Xianjun Fang, M.Sc., is a doctoral student in the Earth Surface Dynamics group at ETH Zurich. She is part of the project Biodiversity, Earth, Climate Coupling in Yunnan (BECCY), a collaboration among ETH Zurich and four Chinese institutes, including Fang’s alma mater, Peking University. According to Fang, her work in the BECCY project seeks to identify “geomorphic and ecologic controls on hotspots of biodiversity” in the Hengduan Mountains of southwest China’s Yunnan province. She studies how landscapes change over geologic time scales (hundreds of thousands to millions of years).

Fang during field work in Yunnan.

Integrating geology and biology means Fang has come full circle. She wanted to study biology originally, but it was not available when she applied to camps universities hosted for senior high school students. She chose geology due to its similarity to biology, taking the chance to “study creatures in ancient times.” Fortunately, she enjoyed “climbing mountains and observing rivers” in geology field camps. Fang earned high enough scores to attend Peking University, where she studied earth science and met Professor Jianqing Ji. Dr. Ji was her undergraduate thesis advisor as well as her Master’s supervisor, and encouraged her to pursue a PhD in Switzerland.

Fang’s doctoral research focuses on the Salween and Mekong Rivers. Here, the Salween River near Bingzhongluo, Yunnan, China. Photo by Michael Woodhead (Wikimedia Commons).

Fang benefited from Dr. Ji’s collaborative research environment. In order to construct a database and mine data related to the ages of rocks, she and a classmate, Yujing, collected over 560,000 data points during a massive literature review. “It was tough, but she was patient and encouraged me,” says Fang. “Competition helped us to achieve quickly.” In addition to taking inspiration from teamwork, she recommends that students be passionate and patient. “Do basic things first, and read a lot of papers,” she advises. “Accumulate knowledge and achievements at the end.”


“The ability to learn is the most important skill” for success in Earth sciences, says Fang, followed closely by coding and computer skills. “[In China], traditional geology is not so popular [anymore]. Everyone wants to apply machine learning.” In her work, she uses computer programs like ArcGIS and languages like MATLAB and Python. Having used machine learning in her Master’s research, she predicts it will “improve in the future, in order to address geology problems.”


Fang presenting her research at an academic meeting.

Perseverance is also important for Fang, since the publication process can be challenging. During her master’s, she submitted a manuscript to a journal and received major revisions and “really mean” comments from reviewers.

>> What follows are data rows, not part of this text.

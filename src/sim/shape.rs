//! Cuttable fruit silhouettes
//!
//! A shape is constructed once per level attempt from the level config and
//! canvas size, then queried read-only by the split estimator. Polygon-like
//! shapes store their vertex ring as offsets from the center, in winding
//! order; a star is generated into plain polygon data at construction time.

use glam::Vec2;
use serde::{Deserialize, Serialize};
use std::f32::consts::{FRAC_PI_2, PI};

use crate::rotate_point;

/// Axis-aligned bounding box in world coordinates
#[derive(Debug, Clone, Copy, PartialEq, Serialize, Deserialize)]
pub struct BoundingBox {
    pub x: f32,
    pub y: f32,
    pub width: f32,
    pub height: f32,
}

impl BoundingBox {
    /// Right edge
    #[inline]
    pub fn max_x(&self) -> f32 {
        self.x + self.width
    }

    /// Bottom edge
    #[inline]
    pub fn max_y(&self) -> f32 {
        self.y + self.height
    }
}

/// Ordered boundary geometry for rendering; not used by scoring
#[derive(Debug, Clone, PartialEq)]
pub enum BoundaryPath {
    /// Full circle
    Arc { center: Vec2, radius: f32 },
    /// Full ellipse, rotated about its center
    EllipseArc {
        center: Vec2,
        radius_x: f32,
        radius_y: f32,
        rotation: f32,
    },
    /// Closed vertex ring in world coordinates
    Polyline(Vec<Vec2>),
}

/// A cuttable 2-D silhouette
#[derive(Debug, Clone, PartialEq, Serialize, Deserialize)]
pub enum Shape {
    Circle {
        center: Vec2,
        radius: f32,
    },
    Ellipse {
        center: Vec2,
        radius_x: f32,
        radius_y: f32,
        rotation: f32,
    },
    /// Vertex ring stored as offsets from `center`, consistent winding,
    /// no self-intersection. Stars are stored in this variant too.
    Polygon {
        center: Vec2,
        rotation: f32,
        vertices: Vec<Vec2>,
    },
}

impl Shape {
    pub fn circle(center: Vec2, radius: f32) -> Self {
        Shape::Circle { center, radius }
    }

    pub fn ellipse(center: Vec2, radius_x: f32, radius_y: f32, rotation: f32) -> Self {
        Shape::Ellipse {
            center,
            radius_x,
            radius_y,
            rotation,
        }
    }

    pub fn polygon(center: Vec2, rotation: f32, vertices: Vec<Vec2>) -> Self {
        debug_assert!(vertices.len() >= 3);
        Shape::Polygon {
            center,
            rotation,
            vertices,
        }
    }

    /// Build a star as polygon data: 2 * `points` vertices alternating
    /// outer/inner radius at equal angular steps, starting at -90 degrees
    /// so one point faces up.
    pub fn star(
        center: Vec2,
        outer_radius: f32,
        inner_radius: f32,
        points: usize,
        rotation: f32,
    ) -> Self {
        debug_assert!(points >= 3);
        let vertices = (0..points * 2)
            .map(|i| {
                let angle = (PI / points as f32) * i as f32 - FRAC_PI_2;
                let radius = if i % 2 == 0 {
                    outer_radius
                } else {
                    inner_radius
                };
                Vec2::new(angle.cos(), angle.sin()) * radius
            })
            .collect();
        Shape::Polygon {
            center,
            rotation,
            vertices,
        }
    }

    /// World-space center of the silhouette
    #[inline]
    pub fn center(&self) -> Vec2 {
        match *self {
            Shape::Circle { center, .. }
            | Shape::Ellipse { center, .. }
            | Shape::Polygon { center, .. } => center,
        }
    }

    /// True iff the world-space point lies within the silhouette
    pub fn contains_point(&self, p: Vec2) -> bool {
        match self {
            Shape::Circle { center, radius } => {
                (p - *center).length_squared() <= radius * radius
            }
            Shape::Ellipse {
                center,
                radius_x,
                radius_y,
                rotation,
            } => {
                // Evaluate the quadratic form in the de-rotated local frame
                let local = rotate_point(p - *center, -rotation);
                (local.x * local.x) / (radius_x * radius_x)
                    + (local.y * local.y) / (radius_y * radius_y)
                    <= 1.0
            }
            Shape::Polygon {
                center,
                rotation,
                vertices,
            } => {
                let local = rotate_point(p - *center, -rotation);
                point_in_ring(local, vertices)
            }
        }
    }

    /// Minimal axis-aligned box enclosing the shape in world coordinates.
    /// For the ellipse the box is conservative under rotation (larger
    /// radius on both axes); for polygons it is exact.
    pub fn bounding_box(&self) -> BoundingBox {
        match self {
            Shape::Circle { center, radius } => BoundingBox {
                x: center.x - radius,
                y: center.y - radius,
                width: radius * 2.0,
                height: radius * 2.0,
            },
            Shape::Ellipse {
                center,
                radius_x,
                radius_y,
                ..
            } => {
                let max_radius = radius_x.max(*radius_y);
                BoundingBox {
                    x: center.x - max_radius,
                    y: center.y - max_radius,
                    width: max_radius * 2.0,
                    height: max_radius * 2.0,
                }
            }
            Shape::Polygon {
                center,
                rotation,
                vertices,
            } => {
                let mut min = Vec2::splat(f32::INFINITY);
                let mut max = Vec2::splat(f32::NEG_INFINITY);
                for v in vertices {
                    let world = rotate_point(*v, *rotation) + *center;
                    min = min.min(world);
                    max = max.max(world);
                }
                BoundingBox {
                    x: min.x,
                    y: min.y,
                    width: max.x - min.x,
                    height: max.y - min.y,
                }
            }
        }
    }

    /// Ordered boundary geometry for the renderer
    pub fn boundary_path(&self) -> BoundaryPath {
        match self {
            Shape::Circle { center, radius } => BoundaryPath::Arc {
                center: *center,
                radius: *radius,
            },
            Shape::Ellipse {
                center,
                radius_x,
                radius_y,
                rotation,
            } => BoundaryPath::EllipseArc {
                center: *center,
                radius_x: *radius_x,
                radius_y: *radius_y,
                rotation: *rotation,
            },
            Shape::Polygon {
                center,
                rotation,
                vertices,
            } => BoundaryPath::Polyline(
                vertices
                    .iter()
                    .map(|v| rotate_point(*v, *rotation) + *center)
                    .collect(),
            ),
        }
    }
}

/// Even-odd ray cast: a point is inside iff a horizontal ray crosses an
/// odd number of edges. Edges are (vertex[i], vertex[i-1 mod n]).
/// Rings with fewer than 3 vertices enclose no area and contain nothing;
/// deserialized shapes can carry such rings past the constructors.
fn point_in_ring(p: Vec2, vertices: &[Vec2]) -> bool {
    if vertices.len() < 3 {
        return false;
    }
    let mut inside = false;
    let mut j = vertices.len() - 1;
    for i in 0..vertices.len() {
        let vi = vertices[i];
        let vj = vertices[j];
        let straddles = (vi.y > p.y) != (vj.y > p.y);
        if straddles && p.x < (vj.x - vi.x) * (p.y - vi.y) / (vj.y - vi.y) + vi.x {
            inside = !inside;
        }
        j = i;
    }
    inside
}

#[cfg(test)]
mod tests {
    use super::*;

    #[test]
    fn test_circle_contains_point() {
        let shape = Shape::circle(Vec2::new(100.0, 100.0), 50.0);
        assert!(shape.contains_point(Vec2::new(100.0, 100.0)));
        assert!(shape.contains_point(Vec2::new(149.0, 100.0)));
        // Boundary counts as inside
        assert!(shape.contains_point(Vec2::new(150.0, 100.0)));
        assert!(!shape.contains_point(Vec2::new(151.0, 100.0)));
        assert!(!shape.contains_point(Vec2::new(140.0, 140.0)));
    }

    #[test]
    fn test_ellipse_contains_point_rotated() {
        // 80x40 ellipse rotated 90 degrees: long axis now vertical
        let shape = Shape::ellipse(Vec2::new(0.0, 0.0), 80.0, 40.0, FRAC_PI_2);
        assert!(shape.contains_point(Vec2::new(0.0, 75.0)));
        assert!(!shape.contains_point(Vec2::new(75.0, 0.0)));
        assert!(shape.contains_point(Vec2::new(35.0, 0.0)));
    }

    #[test]
    fn test_polygon_contains_point() {
        // Unit-ish square centered on origin
        let square = vec![
            Vec2::new(-50.0, -50.0),
            Vec2::new(50.0, -50.0),
            Vec2::new(50.0, 50.0),
            Vec2::new(-50.0, 50.0),
        ];
        let shape = Shape::polygon(Vec2::new(200.0, 200.0), 0.0, square);
        assert!(shape.contains_point(Vec2::new(200.0, 200.0)));
        assert!(shape.contains_point(Vec2::new(249.0, 249.0)));
        assert!(!shape.contains_point(Vec2::new(251.0, 200.0)));
        assert!(!shape.contains_point(Vec2::new(120.0, 120.0)));
    }

    #[test]
    fn test_polygon_rotation_applies_to_containment() {
        use std::f32::consts::FRAC_PI_4;
        // Wide thin rectangle; rotated 45 degrees its corners move
        let rect = vec![
            Vec2::new(-100.0, -10.0),
            Vec2::new(100.0, -10.0),
            Vec2::new(100.0, 10.0),
            Vec2::new(-100.0, 10.0),
        ];
        let flat = Shape::polygon(Vec2::ZERO, 0.0, rect.clone());
        let tilted = Shape::polygon(Vec2::ZERO, FRAC_PI_4, rect);
        assert!(flat.contains_point(Vec2::new(90.0, 0.0)));
        assert!(!tilted.contains_point(Vec2::new(90.0, 0.0)));
        // Point along the rotated long axis
        assert!(tilted.contains_point(Vec2::new(60.0, 60.0)));
    }

    #[test]
    fn test_star_vertex_ring() {
        let shape = Shape::star(Vec2::ZERO, 100.0, 50.0, 5, 0.0);
        let Shape::Polygon { vertices, .. } = &shape else {
            panic!("star should be stored as polygon data");
        };
        assert_eq!(vertices.len(), 10);
        // First vertex is the top point (-90 degrees)
        assert!((vertices[0].x).abs() < 1e-4);
        assert!((vertices[0].y + 100.0).abs() < 1e-4);
        // Outer and inner radii alternate
        assert!((vertices[0].length() - 100.0).abs() < 1e-3);
        assert!((vertices[1].length() - 50.0).abs() < 1e-3);
        // Star tip is inside, the notch between tips is not
        assert!(shape.contains_point(Vec2::new(0.0, -95.0)));
        assert!(!shape.contains_point(Vec2::new(0.0, 80.0)));
    }

    #[test]
    fn test_degenerate_polygon_ring_contains_nothing() {
        // JSON construction bypasses Shape::polygon, so a short ring must
        // still classify every point as outside instead of panicking
        let json = r#"{"Polygon":{"center":[0.0,0.0],"rotation":0.0,"vertices":[]}}"#;
        let shape: Shape = serde_json::from_str(json).expect("polygon deserializes");
        assert!(!shape.contains_point(Vec2::ZERO));

        let json = r#"{"Polygon":{"center":[0.0,0.0],"rotation":0.0,"vertices":[[-10.0,0.0],[10.0,0.0]]}}"#;
        let shape: Shape = serde_json::from_str(json).expect("polygon deserializes");
        assert!(!shape.contains_point(Vec2::ZERO));
    }

    #[test]
    fn test_bounding_box_circle() {
        let shape = Shape::circle(Vec2::new(100.0, 100.0), 50.0);
        let bbox = shape.bounding_box();
        assert_eq!(bbox.x, 50.0);
        assert_eq!(bbox.y, 50.0);
        assert_eq!(bbox.width, 100.0);
        assert_eq!(bbox.height, 100.0);
        assert_eq!(bbox.max_x(), 150.0);
    }

    #[test]
    fn test_bounding_box_rotated_polygon() {
        use std::f32::consts::FRAC_PI_4;
        let square = vec![
            Vec2::new(-10.0, -10.0),
            Vec2::new(10.0, -10.0),
            Vec2::new(10.0, 10.0),
            Vec2::new(-10.0, 10.0),
        ];
        let shape = Shape::polygon(Vec2::ZERO, FRAC_PI_4, square);
        let bbox = shape.bounding_box();
        // 20x20 square rotated 45 degrees spans 20*sqrt(2) on both axes
        let expected = 20.0 * std::f32::consts::SQRT_2;
        assert!((bbox.width - expected).abs() < 1e-3);
        assert!((bbox.height - expected).abs() < 1e-3);
    }

    #[test]
    fn test_boundary_path_polygon_world_coords() {
        let tri = vec![
            Vec2::new(0.0, -10.0),
            Vec2::new(10.0, 10.0),
            Vec2::new(-10.0, 10.0),
        ];
        let shape = Shape::polygon(Vec2::new(5.0, 5.0), 0.0, tri);
        let BoundaryPath::Polyline(ring) = shape.boundary_path() else {
            panic!("polygon boundary should be a polyline");
        };
        assert_eq!(ring.len(), 3);
        assert_eq!(ring[0], Vec2::new(5.0, -5.0));
    }
}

She had to revise her manuscript for months and add extra data analysis while isolating in her home village with her parents and grandmother due to the COVID-19 pandemic. “It was time-sensitive to solve these problems and publish the paper,” she says. “I thought about it all the time.”


Solving problems after a sustained effort is the most rewarding part of research for Fang: “when you think for a long time, then suddenly have the ideas.” In terms of the broader impact of her research, she hopes the public will understand that “the environment, including geomorphology and climate, impacts the activities of creatures, including humans: earth science is an important subject.”